Qu’est-ce qu’une mauvaise traduction littéraire ?
Sur la trahison et sur la traîtrise en traduction littéraire
Colloque international de traduction et de traductologie
du 30 novembre au 2 décembre 2017
Università di Trento, Dipartimento di Lettere e Filosofia
La difficulté de traduire est due à la résistance incontestable de
toute langue-culture d’accueil face à la culture de l’Autre. Le
Département des Lettres et Philosophie de l’Université de Trente et le
Centre d'études ISTTRAROM-Translationes, Département de langues et
littératures modernes, de l’Université de l’Ouest de Timisoara
organiseront un colloque qui s’intéresse à la réflexion
sur la trahison et sur la traîtrise en traduction littéraire. Son objectif principal est de répondre à la question :
Qu’est-ce qu’une mauvaise traduction littéraire ?

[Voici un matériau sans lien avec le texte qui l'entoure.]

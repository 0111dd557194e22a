//! # Space Geometry
//!
//! Area and perimeter of a 2D space bounded either by a grid rectangle (two
//! grid labels per axis) or by a free-form polygon.
//!
//! ```text
//!   Y3 ┌───────────────┐
//!      │               │      width  = |x_end - x_start|
//!   Y2 ├───────┐       │      length = |y_end - y_start|
//!      │ space │       │      area   = width × length
//!   Y1 └───────┴───────┘      perim  = 2 × (width + length)
//!      XA      XB      XC
//! ```
//!
//! Polygons use the shoelace formula over the implicitly closed ring; the
//! absolute value makes the result independent of winding direction.

use serde::de::Error as _;
use serde::ser::SerializeMap;
use serde::{Deserialize, Deserializer, Serialize, Serializer};

use crate::errors::{CalcError, CalcResult};
use crate::grid::{Axis, GridIndex};
use crate::units::round_to;

/// Decimal places for derived space geometry
const GEOMETRY_DECIMALS: u32 = 3;

/// A plan point in meters.
#[derive(Debug, Clone, Copy, PartialEq, Serialize, Deserialize)]
pub struct Point {
    pub x: f64,
    pub y: f64,
}

impl Point {
    pub const fn new(x: f64, y: f64) -> Self {
        Point { x, y }
    }

    pub fn distance_to(&self, other: &Point) -> f64 {
        ((other.x - self.x).powi(2) + (other.y - self.y).powi(2)).sqrt()
    }
}

impl From<(f64, f64)> for Point {
    fn from((x, y): (f64, f64)) -> Self {
        Point { x, y }
    }
}

/// Rectangle bounded by two grid lines on each axis.
#[derive(Debug, Clone, PartialEq, Serialize, Deserialize)]
pub struct GridRectBoundary {
    /// `[start, end]` labels on the X axis
    pub grid_x: [String; 2],
    /// `[start, end]` labels on the Y axis
    pub grid_y: [String; 2],
}

impl GridRectBoundary {
    pub fn new(x: [&str; 2], y: [&str; 2]) -> Self {
        GridRectBoundary {
            grid_x: [x[0].to_string(), x[1].to_string()],
            grid_y: [y[0].to_string(), y[1].to_string()],
        }
    }
}

/// Free-form boundary; the last point connects back to the first.
#[derive(Debug, Clone, PartialEq, Serialize, Deserialize)]
pub struct PolygonBoundary {
    pub points: Vec<Point>,
}

impl PolygonBoundary {
    pub fn new(points: impl IntoIterator<Item = (f64, f64)>) -> Self {
        PolygonBoundary {
            points: points.into_iter().map(Point::from).collect(),
        }
    }
}

/// Space boundary, tagged by `"type"`.
///
/// ## JSON
///
/// ```json
/// { "type": "gridRect", "grid_x": ["A", "B"], "grid_y": ["1", "2"] }
/// { "type": "polygon", "points": [{ "x": 0, "y": 0 }, { "x": 4, "y": 0 }, { "x": 4, "y": 5 }] }
/// ```
///
/// Any other tag deserializes into [`SpaceBoundary::Unknown`] so the
/// calculation, not the loader, reports `UnknownBoundaryType`.
#[derive(Debug, Clone, PartialEq)]
pub enum SpaceBoundary {
    GridRect(GridRectBoundary),
    Polygon(PolygonBoundary),
    Unknown { tag: String },
}

#[derive(Serialize)]
#[serde(tag = "type", rename_all = "camelCase")]
enum TaggedBoundary<'a> {
    GridRect(&'a GridRectBoundary),
    Polygon(&'a PolygonBoundary),
}

impl Serialize for SpaceBoundary {
    fn serialize<S: Serializer>(&self, serializer: S) -> Result<S::Ok, S::Error> {
        match self {
            SpaceBoundary::GridRect(b) => TaggedBoundary::GridRect(b).serialize(serializer),
            SpaceBoundary::Polygon(b) => TaggedBoundary::Polygon(b).serialize(serializer),
            SpaceBoundary::Unknown { tag } => {
                let mut map = serializer.serialize_map(Some(1))?;
                map.serialize_entry("type", tag)?;
                map.end()
            }
        }
    }
}

impl<'de> Deserialize<'de> for SpaceBoundary {
    fn deserialize<D: Deserializer<'de>>(deserializer: D) -> Result<Self, D::Error> {
        let value = serde_json::Value::deserialize(deserializer)?;
        let tag = value
            .get("type")
            .and_then(|t| t.as_str())
            .ok_or_else(|| D::Error::missing_field("type"))?
            .to_string();
        match tag.as_str() {
            "gridRect" => serde_json::from_value(value)
                .map(SpaceBoundary::GridRect)
                .map_err(D::Error::custom),
            "polygon" => serde_json::from_value(value)
                .map(SpaceBoundary::Polygon)
                .map_err(D::Error::custom),
            _ => Ok(SpaceBoundary::Unknown { tag }),
        }
    }
}

/// Derived area/perimeter of a space. Never hand-edited.
#[derive(Debug, Clone, Copy, PartialEq, Default, Serialize, Deserialize)]
pub struct SpaceGeometry {
    pub area_m2: f64,
    pub perimeter_m: f64,
}

/// A room or zone on one level.
#[derive(Debug, Clone, PartialEq, Serialize, Deserialize)]
pub struct Space {
    pub id: String,
    pub name: String,
    /// Label of the level the space sits on
    pub level_id: String,
    pub boundary: SpaceBoundary,
    #[serde(default)]
    pub computed: SpaceGeometry,
    #[serde(default)]
    pub tags: Vec<String>,
    /// Double-height void: no ceiling finish is taken off
    #[serde(default)]
    pub open_to_below: bool,
}

impl Space {
    /// Recompute `computed` from the boundary.
    pub fn recompute(&mut self, grid: &GridIndex) -> CalcResult<()> {
        self.computed = compute_space_geometry(self, grid)?;
        Ok(())
    }
}

/// Area and perimeter of a grid-rectangle boundary.
///
/// # Example
///
/// ```rust
/// use takeoff_core::geometry::{compute_grid_rect_geometry, GridRectBoundary};
/// use takeoff_core::grid::{GridIndex, GridLine, GridSystem};
///
/// let grid = GridSystem {
///     grid_x: vec![GridLine::new("A", 0.0), GridLine::new("B", 5.0)],
///     grid_y: vec![GridLine::new("1", 0.0), GridLine::new("2", 6.0)],
/// };
/// let geom = compute_grid_rect_geometry(
///     &GridRectBoundary::new(["A", "B"], ["1", "2"]),
///     &GridIndex::new(&grid),
/// ).unwrap();
/// assert_eq!(geom.area_m2, 30.0);
/// assert_eq!(geom.perimeter_m, 22.0);
/// ```
pub fn compute_grid_rect_geometry(boundary: &GridRectBoundary, grid: &GridIndex) -> CalcResult<SpaceGeometry> {
    let width = grid.distance(Axis::X, &boundary.grid_x[0], &boundary.grid_x[1])?;
    let length = grid.distance(Axis::Y, &boundary.grid_y[0], &boundary.grid_y[1])?;

    Ok(SpaceGeometry {
        area_m2: round_to(width * length, GEOMETRY_DECIMALS),
        perimeter_m: round_to(2.0 * (width + length), GEOMETRY_DECIMALS),
    })
}

/// Shoelace area over the closed ring (unrounded).
pub fn shoelace_area(points: &[Point]) -> f64 {
    let n = points.len();
    let twice_area: f64 = (0..n)
        .map(|i| {
            let p = points[i];
            let q = points[(i + 1) % n];
            p.x * q.y - q.x * p.y
        })
        .sum();
    twice_area.abs() / 2.0
}

/// Sum of edge lengths over the closed ring (unrounded).
pub fn ring_perimeter(points: &[Point]) -> f64 {
    let n = points.len();
    (0..n).map(|i| points[i].distance_to(&points[(i + 1) % n])).sum()
}

/// Area and perimeter of a polygon boundary.
///
/// Fails with `InvalidPolygon` for fewer than three points and with
/// `InvalidDimension` for a non-finite coordinate.
pub fn compute_polygon_geometry(boundary: &PolygonBoundary) -> CalcResult<SpaceGeometry> {
    if boundary.points.len() < 3 {
        return Err(CalcError::InvalidPolygon {
            point_count: boundary.points.len(),
        });
    }
    for (i, point) in boundary.points.iter().enumerate() {
        for (axis, value) in [("x", point.x), ("y", point.y)] {
            if !value.is_finite() {
                return Err(CalcError::invalid_dimension(
                    format!("points[{}].{}", i, axis),
                    value,
                    "Polygon coordinates must be finite",
                ));
            }
        }
    }

    Ok(SpaceGeometry {
        area_m2: round_to(shoelace_area(&boundary.points), GEOMETRY_DECIMALS),
        perimeter_m: round_to(ring_perimeter(&boundary.points), GEOMETRY_DECIMALS),
    })
}

/// Dispatch on the boundary variant.
pub fn compute_boundary_geometry(boundary: &SpaceBoundary, grid: &GridIndex) -> CalcResult<SpaceGeometry> {
    match boundary {
        SpaceBoundary::GridRect(rect) => compute_grid_rect_geometry(rect, grid),
        SpaceBoundary::Polygon(polygon) => compute_polygon_geometry(polygon),
        SpaceBoundary::Unknown { tag } => Err(CalcError::UnknownBoundaryType { tag: tag.clone() }),
    }
}

/// Geometry of a space from its boundary.
pub fn compute_space_geometry(space: &Space, grid: &GridIndex) -> CalcResult<SpaceGeometry> {
    compute_boundary_geometry(&space.boundary, grid)
}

Sur la bonne-mauvaise traduction littéraire. Si ce colloque
est consacré à la mauvaise traduction, c’est aussi parce que de nombreux
théoriciens s’accordent et se contredisent sur les critères
linguistiques et esthétiques qui définissent
une/la bonne
traduction ou la traduction optimale (l’exactitude, ou la fidélité au
texte de départ, la lisibilité, l’adaptation au destinataire,
l’adéquation ou l’acceptabilité) : à commencer avec les termes
qu’utilise Cicéron pour parler aussi bien de la traduction de
philosophes grecs (v., dans
Des termes extrêmes, 1.7, le paradigme sémantique :
vertere,
transferre) que des différences entre ses traductions (
metaballein,
metaphrasein)
et ses propres écrits ; à continuer avec les stratégies de traduction –
mises en œuvre par Jérôme dans la traduction des livres saints (
verbum pro verbo) et des textes profanes (
sensum exprimere de sensu) ; à continuer avec les acceptions médiévales du terme
translatio,
« déplacement » et « transfert » – de culture, gouvernement, terme
(interlingual) ou de sens (intralingual) ; à recenser les traités de
traduction (Sebastiano Faustino da Longiano, Martin Luther, Étienne
Dolet, John Dryden, Samuel Jonson et ainsi de suite) ; pour finir avec
les approches scientifiques de la deuxième moitié du XX
e
siècle, qui jettent des regards très différents sur leur objet d’étude
(du polysystème au fonctionnalisme, des normes à la traductologie
réaliste, etc.).
Une traduction est généralement considérée comme étant
bonne
si elle est fidèle à l’original, si elle respecte les équivalences
sémantiques et stylistiques du texte de départ. Selon Derrida,
une bonne traduction
« honore sa dette et fait son travail ou son devoir en inscrivant dans
la langue d’arrivée l’équivalent le plus relevant d’un original, le
langage le plus juste, approprié, pertinent… » (2005, 16) ; alors que «
la bonne traduction
– déclare Meschonnic – doit faire et non seulement dire. Elle doit,
comme le texte, être porteuse et portée » (1999, 22 – nous soulignons),
et, en outre, tendre vers « ce que fait le texte, non seulement dans sa
fonction sociale de représentation (la littérature), mais dans son
fonctionnement sémiotique et sémantique » (Ibidem 85).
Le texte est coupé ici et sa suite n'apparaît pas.